**Exercise description**
Lines from the top of the entries down to the line with "box keeps moving" must be set down exactly as they stand, with both ends retained.

**Records from a dataset**

=== Begin Enclosure ===

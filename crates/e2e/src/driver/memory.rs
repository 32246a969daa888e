//! In-memory browser backend
//!
//! Models pages, frames and elements without a real browser so scenario
//! logic can be exercised deterministically (pair with paused tokio time).
//! Sites are described up front as routes; behaviour over time is expressed
//! with delayed attachment, click effects, stale writes and unsettled boxes.

use std::collections::HashMap;
use std::sync::Arc;
use std::time::Duration;

use async_trait::async_trait;
use parking_lot::Mutex;
use tokio::sync::mpsc;
use tokio::time::Instant;

use super::{
    BrowserDriver, DriverProcess, ElementHandle, ElementState, FrameInfo, FrameRef, Launcher, LoadState,
    PageEvent, PageId, Rect,
};
use crate::config::BrowserConfig;
use crate::error::{E2eError, E2eResult};
use crate::locator::{to_xpath, By};

/// What a click on an element does
#[derive(Debug, Clone, PartialEq)]
pub enum ClickEffect {
    /// Attach the element with this key, wherever it is declared
    Reveal(String),
    /// Detach the element with this key
    Remove(String),
    /// Navigate the current page
    Navigate(String),
    /// Open a new page at this URL
    OpenPage(String),
}

/// Declarative element
#[derive(Debug, Clone)]
pub struct MemoryElement {
    pub key: String,
    pub tag: String,
    pub role: Option<String>,
    pub text: String,
    pub label: Option<String>,
    pub xpath: Option<String>,
    pub displayed: bool,
    pub enabled: bool,
    pub covered: bool,
    pub rect: Rect,
    /// Absent from the DOM until revealed by a click
    pub hidden_until_revealed: bool,
    /// Absent from the DOM until this long after navigation
    pub attach_after: Option<Duration>,
    /// Number of fills that find the element re-rendered underneath them
    pub stale_fills: u32,
    /// Number of inspections during which the box keeps moving
    pub unsettled_polls: u32,
    pub on_click: Vec<ClickEffect>,
}

impl MemoryElement {
    pub fn new(key: impl Into<String>, tag: impl Into<String>) -> Self {
        Self {
            key: key.into(),
            tag: tag.into(),
            role: None,
            text: String::new(),
            label: None,
            xpath: None,
            displayed: true,
            enabled: true,
            covered: false,
            rect: Rect { x: 10.0, y: 10.0, width: 120.0, height: 32.0 },
            hidden_until_revealed: false,
            attach_after: None,
            stale_fills: 0,
            unsettled_polls: 0,
            on_click: Vec::new(),
        }
    }

    pub fn text(mut self, text: impl Into<String>) -> Self {
        self.text = text.into();
        self
    }

    pub fn role(mut self, role: impl Into<String>) -> Self {
        self.role = Some(role.into());
        self
    }

    pub fn label(mut self, label: impl Into<String>) -> Self {
        self.label = Some(label.into());
        self
    }

    pub fn xpath(mut self, xpath: impl Into<String>) -> Self {
        self.xpath = Some(to_xpath(&By::Path { xpath: xpath.into() }));
        self
    }

    pub fn invisible(mut self) -> Self {
        self.displayed = false;
        self
    }

    pub fn disabled(mut self) -> Self {
        self.enabled = false;
        self
    }

    pub fn covered(mut self) -> Self {
        self.covered = true;
        self
    }

    pub fn revealed_by_click(mut self) -> Self {
        self.hidden_until_revealed = true;
        self
    }

    pub fn attach_after(mut self, delay: Duration) -> Self {
        self.attach_after = Some(delay);
        self
    }

    pub fn stale_fills(mut self, count: u32) -> Self {
        self.stale_fills = count;
        self
    }

    pub fn unsettled_polls(mut self, count: u32) -> Self {
        self.unsettled_polls = count;
        self
    }

    pub fn on_click(mut self, effect: ClickEffect) -> Self {
        self.on_click.push(effect);
        self
    }

    fn implicit_role(&self) -> Option<&str> {
        if let Some(role) = &self.role {
            return Some(role);
        }
        match self.tag.as_str() {
            "button" => Some("button"),
            "a" => Some("link"),
            "input" | "textarea" => Some("textbox"),
            "select" => Some("combobox"),
            "h1" | "h2" | "h3" | "h4" | "h5" | "h6" => Some("heading"),
            "li" => Some("listitem"),
            _ => None,
        }
    }

    fn matches(&self, by: &By) -> bool {
        match by {
            By::Role { role, name } => {
                self.implicit_role() == Some(role.as_str())
                    && name
                        .as_ref()
                        .map_or(true, |n| self.text.trim() == n || self.label.as_deref() == Some(n))
            }
            By::Text { text, exact: true } => self.text.trim() == text,
            By::Text { text, exact: false } => self.text.contains(text.as_str()),
            By::Path { .. } => self.xpath.as_deref() == Some(to_xpath(by).as_str()),
        }
    }
}

/// Declarative frame
#[derive(Debug, Clone)]
pub struct MemoryFrame {
    pub name: Option<String>,
    pub elements: Vec<MemoryElement>,
    pub children: Vec<MemoryFrame>,
    /// Reaches `load` this long after navigation
    pub load_after: Duration,
    /// Load-state checks fail for this frame
    pub load_error: bool,
}

impl MemoryFrame {
    pub fn new() -> Self {
        Self {
            name: None,
            elements: Vec::new(),
            children: Vec::new(),
            load_after: Duration::ZERO,
            load_error: false,
        }
    }

    pub fn named(mut self, name: impl Into<String>) -> Self {
        self.name = Some(name.into());
        self
    }

    pub fn element(mut self, element: MemoryElement) -> Self {
        self.elements.push(element);
        self
    }

    pub fn child(mut self, frame: MemoryFrame) -> Self {
        self.children.push(frame);
        self
    }

    pub fn load_after(mut self, delay: Duration) -> Self {
        self.load_after = delay;
        self
    }

    pub fn failing_load(mut self) -> Self {
        self.load_error = true;
        self
    }
}

impl Default for MemoryFrame {
    fn default() -> Self {
        Self::new()
    }
}

/// Counters observable by tests
#[derive(Debug, Clone, Default, PartialEq, Eq)]
pub struct MemoryStats {
    pub contexts_opened: u32,
    pub contexts_closed: u32,
    pub browsers_closed: u32,
    pub fills: Vec<(String, String)>,
    pub clicks: Vec<String>,
    pub scrolls: Vec<(i64, i64)>,
}

impl MemoryStats {
    /// Browsers started and not yet closed
    pub fn running(&self) -> u32 {
        self.contexts_opened.saturating_sub(self.browsers_closed)
    }
}

#[derive(Default)]
struct Site {
    routes: HashMap<String, MemoryFrame>,
    stats: MemoryStats,
    fail_connect: bool,
    fail_open_page: bool,
    /// Frame listings that fail before one succeeds
    frame_failures: u32,
}

/// A scripted site plus the launcher for it. Cheap to clone; clones share state.
#[derive(Clone, Default)]
pub struct MemoryBrowser {
    site: Arc<Mutex<Site>>,
}

impl MemoryBrowser {
    pub fn new() -> Self {
        Self::default()
    }

    /// Serve `frame` (the main frame) at `url`
    pub fn route(&self, url: impl Into<String>, frame: MemoryFrame) -> &Self {
        self.site.lock().routes.insert(url.into(), frame);
        self
    }

    pub fn fail_connect(&self) -> &Self {
        self.site.lock().fail_connect = true;
        self
    }

    pub fn fail_open_page(&self) -> &Self {
        self.site.lock().fail_open_page = true;
        self
    }

    /// The next `count` frame listings fail as if a frame detached mid-walk
    pub fn flaky_frames(&self, count: u32) -> &Self {
        self.site.lock().frame_failures = count;
        self
    }

    pub fn stats(&self) -> MemoryStats {
        self.site.lock().stats.clone()
    }
}

#[async_trait]
impl Launcher for MemoryBrowser {
    async fn start_process(&self, _config: &BrowserConfig) -> E2eResult<Option<DriverProcess>> {
        Ok(None)
    }

    async fn connect(
        &self,
        _config: &BrowserConfig,
        _process: Option<&DriverProcess>,
    ) -> E2eResult<Box<dyn BrowserDriver>> {
        let mut site = self.site.lock();
        if site.fail_connect {
            return Err(E2eError::Setup("memory browser refused the connection".into()));
        }
        site.stats.contexts_opened += 1;
        Ok(Box::new(MemoryDriver {
            site: self.site.clone(),
            pages: Vec::new(),
            events: None,
            next_page: 0,
            next_element: 0,
            closed: false,
        }))
    }
}

struct LiveElement {
    id: String,
    def: MemoryElement,
    revealed: bool,
    removed: bool,
    value: String,
}

struct LiveFrame {
    frame: FrameRef,
    name: Option<String>,
    load_after: Duration,
    load_error: bool,
    elements: Vec<LiveElement>,
}

struct LivePage {
    id: PageId,
    url: String,
    navigated_at: Instant,
    frames: Vec<LiveFrame>,
    scroll: (i64, i64),
}

impl LivePage {
    fn attached(&self, element: &LiveElement) -> bool {
        if element.removed || (element.def.hidden_until_revealed && !element.revealed) {
            return false;
        }
        match element.def.attach_after {
            Some(delay) => self.navigated_at.elapsed() >= delay,
            None => true,
        }
    }
}

/// One browser context of a [`MemoryBrowser`]
pub struct MemoryDriver {
    site: Arc<Mutex<Site>>,
    pages: Vec<LivePage>,
    events: Option<mpsc::UnboundedSender<PageEvent>>,
    next_page: u32,
    next_element: u64,
    closed: bool,
}
//! Browser session lifetime
//!
//! A [`Session`] owns one driver process (optional), one isolated browser
//! context and the pages opened in it. It belongs to exactly one scenario run
//! and is released on every exit path.

use std::time::Duration;

use tokio::sync::mpsc;
use tokio::time::timeout;
use tracing::{debug, info, warn};
use uuid::Uuid;

use crate::config::BrowserConfig;
use crate::driver::{BrowserDriver, DriverProcess, FrameInfo, Launcher, PageEvent, PageId};
use crate::error::{E2eError, E2eResult};
use crate::locator::PageTarget;

/// Upper bound for each teardown call
const TEARDOWN_TIMEOUT: Duration = Duration::from_secs(10);

pub struct Session {
    id: Uuid,
    process: Option<DriverProcess>,
    driver: Option<Box<dyn BrowserDriver>>,
    page_events: Option<mpsc::UnboundedReceiver<PageEvent>>,
    /// Open pages in open order; the last one is the current page
    pages: Vec<PageId>,
    released: bool,
}

impl Session {
    /// Start process, context and first page. On any failure, whatever was
    /// already started is released before the `Setup` error is returned.
    pub async fn acquire(launcher: &dyn Launcher, config: &BrowserConfig) -> E2eResult<Self> {
        let mut session = Session {
            id: Uuid::new_v4(),
            process: None,
            driver: None,
            page_events: None,
            pages: Vec::new(),
            released: false,
        };
        info!(session = %session.id, "Acquiring {} session", config.kind.as_str());

        match session.start(launcher, config).await {
            Ok(()) => Ok(session),
            Err(e) => {
                warn!(session = %session.id, "Session setup failed: {}", e);
                session.release().await;
                Err(match e {
                    E2eError::Setup(_) => e,
                    other => E2eError::Setup(other.to_string()),
                })
            }
        }
    }

    async fn start(&mut self, launcher: &dyn Launcher, config: &BrowserConfig) -> E2eResult<()> {
        self.process = launcher.start_process(config).await?;

        let mut driver = launcher.connect(config, self.process.as_ref()).await?;
        self.page_events = Some(driver.subscribe_pages());
        self.driver = Some(driver);

        let first = self.driver()?.open_page().await?;
        self.sync_pages();
        if !self.pages.contains(&first) {
            self.pages.push(first);
        }
        Ok(())
    }

    pub fn id(&self) -> Uuid {
        self.id
    }

    pub fn is_released(&self) -> bool {
        self.released
    }

    /// Drain page events into the ordered page list
    fn sync_pages(&mut self) {
        let Some(events) = self.page_events.as_mut() else {
            return;
        };
        while let Ok(event) = events.try_recv() {
            match event {
                PageEvent::Opened(page) => {
                    if !self.pages.contains(&page) {
                        debug!(session = %self.id, "Page opened: {}", page);
                        self.pages.push(page);
                    }
                }
                PageEvent::Closed(page) => {
                    debug!(session = %self.id, "Page closed: {}", page);
                    self.pages.retain(|p| p != &page);
                }
            }
        }
    }

    /// Open pages in open order
    pub fn pages(&mut self) -> &[PageId] {
        self.sync_pages();
        &self.pages
    }

    /// Most recently opened page still open
    pub fn current_page(&mut self) -> E2eResult<PageId> {
        self.sync_pages();
        self.pages
            .last()
            .cloned()
            .ok_or_else(|| E2eError::Driver("session has no open page".into()))
    }

    pub fn page(&mut self, target: PageTarget) -> E2eResult<PageId> {
        match target {
            PageTarget::Current => self.current_page(),
            PageTarget::Index(i) => {
                self.sync_pages();
                self.pages.get(i).cloned().ok_or_else(|| {
                    E2eError::Driver(format!("page {} is not open ({} open)", i, self.pages.len()))
                })
            }
        }
    }

    /// Live frame list of `page`
    pub async fn frames(&mut self, page: &PageId) -> E2eResult<Vec<FrameInfo>> {
        self.driver()?.frames(page).await
    }

    pub fn driver(&mut self) -> E2eResult<&mut (dyn BrowserDriver + 'static)> {
        match self.driver.as_mut() {
            Some(driver) => Ok(driver.as_mut()),
            None => Err(E2eError::Driver("session already released".into())),
        }
    }

    /// Close context, then browser, then driver process. Best-effort and
    /// idempotent: errors are logged, later calls do nothing.
    pub async fn release(&mut self) {
        if self.released {
            return;
        }
        self.released = true;

        if let Some(mut driver) = self.driver.take() {
            match timeout(TEARDOWN_TIMEOUT, driver.close_context()).await {
                Ok(Ok(())) => {}
                Ok(Err(e)) => warn!(session = %self.id, "Closing context failed: {}", e),
                Err(_) => warn!(session = %self.id, "Closing context timed out"),
            }
            match timeout(TEARDOWN_TIMEOUT, driver.shutdown()).await {
                Ok(Ok(())) => {}
                Ok(Err(e)) => warn!(session = %self.id, "Closing browser failed: {}", e),
                Err(_) => warn!(session = %self.id, "Closing browser timed out"),
            }
        }

        if let Some(mut process) = self.process.take() {
            if let Err(e) = process.stop().await {
                warn!(session = %self.id, "Stopping driver process failed: {}", e);
            }
        }

        self.page_events = None;
        self.pages.clear();
        info!(session = %self.id, "Session released");
    }
}

impl Drop for Session {
    fn drop(&mut self) {
        if !self.released {
            // DriverProcess kills itself on drop; the browser session is lost
            warn!(session = %self.id, "Session dropped without release");
        }
    }
}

=== End Enclosure ===

**Written response**
filename crates/e2e/src/driver/memory.rs
repository 32246a969daa888e
//! In-memory browser backend
//!
//! Models pages, frames and elements without a real browser so scenario
//! logic can be exercised deterministically (pair with paused tokio time).
//! Sites are described up front as routes; behaviour over time is expressed
//! with delayed attachment, click effects, stale writes and unsettled boxes.

use std::collections::HashMap;
use std::sync::Arc;
use std::time::Duration;

use async_trait::async_trait;
use parking_lot::Mutex;
use tokio::sync::mpsc;
use tokio::time::Instant;

use super::{
    BrowserDriver, DriverProcess, ElementHandle, ElementState, FrameInfo, FrameRef, Launcher, LoadState,
    PageEvent, PageId, Rect,
};
use crate::config::BrowserConfig;
use crate::error::{E2eError, E2eResult};
use crate::locator::{to_xpath, By};

/// What a click on an element does
#[derive(Debug, Clone, PartialEq)]
pub enum ClickEffect {
    /// Attach the element with this key, wherever it is declared
    Reveal(String),
    /// Detach the element with this key
    Remove(String),
    /// Navigate the current page
    Navigate(String),
    /// Open a new page at this URL
    OpenPage(String),
}

/// Declarative element
#[derive(Debug, Clone)]
pub struct MemoryElement {
    pub key: String,
    pub tag: String,
    pub role: Option<String>,
    pub text: String,
    pub label: Option<String>,
    pub xpath: Option<String>,
    pub displayed: bool,
    pub enabled: bool,
    pub covered: bool,
    pub rect: Rect,
    /// Absent from the DOM until revealed by a click
    pub hidden_until_revealed: bool,
    /// Absent from the DOM until this long after navigation
    pub attach_after: Option<Duration>,
    /// Number of fills that find the element re-rendered underneath them
    pub stale_fills: u32,
    /// Number of inspections during which the box keeps moving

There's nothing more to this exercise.